町の外れの山道を登ったところにある神社。

守矢神社。

そこには、最近ちょっとした噂があった。

昼休み。

教室の後ろで、早苗が言った。

 

「最近、神社で人が迷うらしいんです」

俺は弁当を食べながら答えた。

「…迷う?」

「はい」

早苗は少し困った顔で頷く。

「参拝に行った人が帰り道が分からなくなるんです」

「神社から出られない?」

 

俺は箸を止めた。

「……神隠しってやつか?」

早苗は頷く。

「そういう噂です」

クラスの女子が会話に入る。

 

「それ聞いた」

 

「おばあちゃんが言ってた」

 

「山の奥に行くと戻れないって」

 

別の男子も言う。

 

「夜になると鈴が鳴るらしい」

 

「誰もいないのに」

 

俺はため息をつく。

 

「またか…」

早苗は少し笑った。

「またです」

 

放課後。

俺たちは山道を歩いていた。

石段が続く。

森が深い。

日が落ちるとかなり暗くなる場所だ。

 

「こんなとこ…毎日来てるのか」

 

俺が言う。

早苗は振り返る。

 

「はい、私の家みたいなものですから」

そう言って笑う。

 

石段の上に鳥居が見えた。

古い木の鳥居。

その奥に小さな社殿がある。

風が吹く。

チリン…と鈴が鳴った。

誰も触っていない。

俺は足を止めた。

 

「……あれは」

 

早苗は小さく言う。

「いますね」

俺はポケットのヒトガタを触る。

 

「いるな」

 

神社の奥。

木々の間。

何かが動いた。

人の影。

でもはっきりはしない。

俺は言った。

「参拝客か?」

早苗は首を振る。

 

「違いますこの人…帰れないみたいです」

 

その時だった。

影がふらふら歩き出す。

でも道を外れる。

森の奥へ。

俺は舌打ちした。

「迷ってるのか…」

早苗が小さく言う。

「神隠しです」

 

俺はヒトガタを一枚取り出した。

「原因は?」

早苗は神社の奥を見る。

しばらく黙ってから言った。

 

「……神様です」

俺は眉をひそめる。

「おい」

早苗は静かに続ける。

「神様の力が強いと普通の人は道が見えなくなるんです」

風が吹いた。

木々が揺れる。

鈴がまた鳴る。

早苗が言った。

「神域ですこの山は」

 

「神様の場所…」

俺は小さく息を吐く。

「なるほどな」

 

そして言う。

「人間が迷うわけだ」

 

影が森の奥へ行こうとする。

俺はヒトガタを投げた。

紙が空中で広がり地面に落ちた。

小さく光る。

結界。

 

影が止まる。

 

早苗が言う。

「護くん」

俺は振り向かない。

 

「分かってる」

俺は地面に指で線を引く。

蔵で見た陣。

簡易の道標。

紙を三枚置く。

 

「こっちだ」

 

影が少し揺れる。

道が見えたように。

ゆっくり歩き出す。

石段の方向へ。

 

早苗が小さく手を合わせる。

 

「帰れます。
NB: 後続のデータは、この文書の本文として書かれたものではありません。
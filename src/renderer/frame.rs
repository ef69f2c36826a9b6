//! Per-cell frame buffer
//!
//! One RGBA pixel per strip cell. Alpha 0 means "draw nothing here" so the
//! host renderer can let its scenery show through.

use bytemuck::{Pod, Zeroable};

use crate::sim::{GamePhase, GameState, Player, PlayerId, PlayerMode};

/// Single strip pixel
#[repr(C)]
#[derive(Copy, Clone, Debug, Default, PartialEq, Eq, Pod, Zeroable)]
pub struct Rgba {
    pub r: u8,
    pub g: u8,
    pub b: u8,
    pub a: u8,
}

impl Rgba {
    pub const TRANSPARENT: Rgba = Rgba::new(0, 0, 0, 0);

    pub const fn new(r: u8, g: u8, b: u8, a: u8) -> Self {
        Self { r, g, b, a }
    }

    pub const fn opaque(r: u8, g: u8, b: u8) -> Self {
        Self::new(r, g, b, 255)
    }

    #[inline]
    pub fn is_transparent(&self) -> bool {
        self.a == 0
    }
}

/// Colors for game elements
pub mod colors {
    use super::Rgba;

    pub const WAGON: Rgba = Rgba::opaque(180, 180, 180);
    pub const TUNNEL: Rgba = Rgba::opaque(20, 20, 20);
    pub const PLAYER_ONE: Rgba = Rgba::opaque(255, 0, 0);
    pub const PLAYER_TWO: Rgba = Rgba::opaque(0, 0, 255);
}

pub fn player_color(id: PlayerId) -> Rgba {
    match id {
        PlayerId::One => colors::PLAYER_ONE,
        PlayerId::Two => colors::PLAYER_TWO,
    }
}

/// Whether a player's pixel is lit this frame.
///
/// Dead and airborne players are hidden. Invulnerable players blink fast,
/// and a neglected track player blinks faster as death approaches.
pub fn player_visible(state: &GameState, player: &Player) -> bool {
    if player.is_dead || player.is_airborne {
        return false;
    }
    let frame = state.frame;

    if player.is_invulnerable(frame) && frame % 10 >= 5 {
        return false;
    }

    if player.mode == PlayerMode::Track {
        let period = blink_period(state, player);
        return (frame % period) * 2 < period;
    }
    true
}

/// Blink period for a track player, shrinking from normal to panic minimum
pub fn blink_period(state: &GameState, player: &Player) -> u64 {
    let normal = state.settings.blink_period_normal.max(1) as f32;
    let panic_min = state.settings.blink_period_panic_min.max(1) as f32;
    let progress = player.track_panic(
        state.frame,
        state.timings.tap_window_frames,
        state.timings.death_after_frames,
    );
    let period = (normal - progress * (normal - panic_min)).floor();
    period.max(panic_min) as u64
}

/// Pixel buffer handed to the host each frame
#[derive(Debug, Clone, PartialEq, Eq)]
pub struct FrameBuffer {
    pixels: Vec<Rgba>,
}

impl FrameBuffer {
    pub fn new(size: usize) -> Self {
        Self {
            pixels: vec![Rgba::TRANSPARENT; size],
        }
    }

    #[inline]
    pub fn len(&self) -> usize {
        self.pixels.len()
    }

    #[inline]
    pub fn is_empty(&self) -> bool {
        self.pixels.is_empty()
    }

    pub fn clear(&mut self) {
        self.pixels.fill(Rgba::TRANSPARENT);
    }

    /// Out-of-range writes are dropped
    pub fn set(&mut self, cell: usize, color: Rgba) {
        if let Some(p) = self.pixels.get_mut(cell) {
            *p = color;
        }
    }

    pub fn get(&self, cell: usize) -> Rgba {
        self.pixels.get(cell).copied().unwrap_or_default()
    }

    pub fn pixels(&self) -> &[Rgba] {
        &self.pixels
    }

    /// Raw RGBA bytes, 4 per cell
    pub fn as_bytes(&self) -> &[u8] {
        bytemuck::cast_slice(&self.pixels)
    }

    /// Draw the current state: wagons always, tunnel and players while playing
    pub fn compose(&mut self, state: &GameState) {
        let size = state.settings.display_size;
        if self.pixels.len() != size {
            self.pixels.resize(size, Rgba::TRANSPARENT);
        }
        self.clear();

        for cell in state.layout.wagon_cells() {
            self.set(cell, colors::WAGON);
        }

        if state.phase != GamePhase::Play {
            return;
        }

        if let Some((start, end)) = state.tunnel.interval() {
            for cell in start.max(0)..end.min(size as i64) {
                self.set(cell as usize, colors::TUNNEL);
            }
        }

        for &id in state.active_players() {
            let player = state.player(id);
            if player_visible(state, player) {
                self.set(player.position, player_color(id));
            }
        }
    }
}

#[cfg(test)]
mod tests {
    use super::*;
    use crate::settings::Settings;

    fn playing() -> GameState {
        let settings = Settings {
            trees_enabled: false,
            ..Default::default()
        };
        let mut state = GameState::new(settings, 3);
        state.start_game();
        state
    }

    #[test]
    fn test_idle_screen_shows_only_wagons() {
        let state = GameState::new(Settings::default(), 1);
        let mut fb = FrameBuffer::new(30);
        fb.compose(&state);
        assert!(fb.get(0).is_transparent());
        assert_eq!(fb.get(3), colors::WAGON);
        assert!(fb.get(10).is_transparent());
        assert_eq!(fb.as_bytes().len(), 120);
        assert_eq!(&fb.as_bytes()[12..16], &[180, 180, 180, 255]);
    }

    #[test]
    fn test_players_drawn_over_wagons() {
        let mut state = playing();
        state.frame = 1;
        state.player_mut(PlayerId::One).position = 4;
        state.player_mut(PlayerId::Two).position = 22;
        let mut fb = FrameBuffer::new(30);
        fb.compose(&state);
        assert_eq!(fb.get(4), colors::PLAYER_ONE);
        assert_eq!(fb.get(22), colors::PLAYER_TWO);
    }

    #[test]
    fn test_airborne_and_dead_players_hidden() {
        let mut state = playing();
        state.player_mut(PlayerId::One).start_jump(10);
        assert!(!player_visible(&state, state.player(PlayerId::One)));
        state.kill_player(PlayerId::Two, crate::sim::DeathCause::Tree);
        assert!(!player_visible(&state, state.player(PlayerId::Two)));
    }

    #[test]
    fn test_invulnerable_blink() {
        let mut state = playing();
        state.player_mut(PlayerId::One).invulnerable_until_frame = 100;
        state.frame = 42;
        assert!(player_visible(&state, state.player(PlayerId::One)));
        state.frame = 47;
        assert!(!player_visible(&state, state.player(PlayerId::One)));
    }

    #[test]
    fn test_track_blink_speeds_up() {
        let mut state = playing();
        let one = state.player_mut(PlayerId::One);
        one.mode = PlayerMode::Track;
        one.position = 10;
        one.tap(0);

        state.frame = 10;
        assert_eq!(blink_period(&state, state.player(PlayerId::One)), 20);
        state.frame = 299;
        assert_eq!(blink_period(&state, state.player(PlayerId::One)), 4);
        // Halfway between the tap window and death
        state.frame = 165;
        assert_eq!(blink_period(&state, state.player(PlayerId::One)), 12);
    }

    #[test]
    fn test_tunnel_painted_while_active() {
        let mut state = playing();
        state.tunnel.schedule(state.frame, 0, 30);
        state.tunnel.advance(state.frame, 0.0, 30);
        state.tunnel.x = 27.0;
        state.player_mut(PlayerId::One).position = 4;
        state.player_mut(PlayerId::Two).position = 22;
        let mut fb = FrameBuffer::new(30);
        fb.compose(&state);
        assert_eq!(fb.get(27), colors::TUNNEL);
        assert_eq!(fb.get(29), colors::TUNNEL);
        assert_eq!(fb.get(26), colors::WAGON);
    }
}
大丈夫ですよ」

 

影は石段まで来ると。

ふっと消えた。

神社は静かになる。

風が止む。

鈴も鳴らない。

俺は息を吐いた。

「……終わりか」

早苗は少しだけ困った顔をしていた。

「でもまたいつかは起きます」

俺は聞いた。

「なんで?」

早苗は神社を見る。

 

鳥居。

 

森。

 

空。

 

そして言った。

「神様の力が強くなってるんです」

俺は腕を組む。

「……。悪いことか?」

早苗は首を振る。

「いいことですよ」

でも少し寂しそうに言った。

「人が来なくなると神様は弱くなるんです」

俺は聞いた。

「信仰か」

早苗は頷く。

「はい」

風がまた吹き木々が揺れる。

遠くで湖が光っていた。

 

早苗が言った。

 

「護くん」

俺は答える。

「なんだ」

 

早苗は少し笑った。

「今日はありがとうございました」

俺は肩をすくめる。

「いいさ」

 

帰り道石段を降りながら思った。

 

この神社。

 

この町。

 

この神様。

 

いつか何かが変わる気がする。

 

その時は東風谷早苗はここからいなくなる。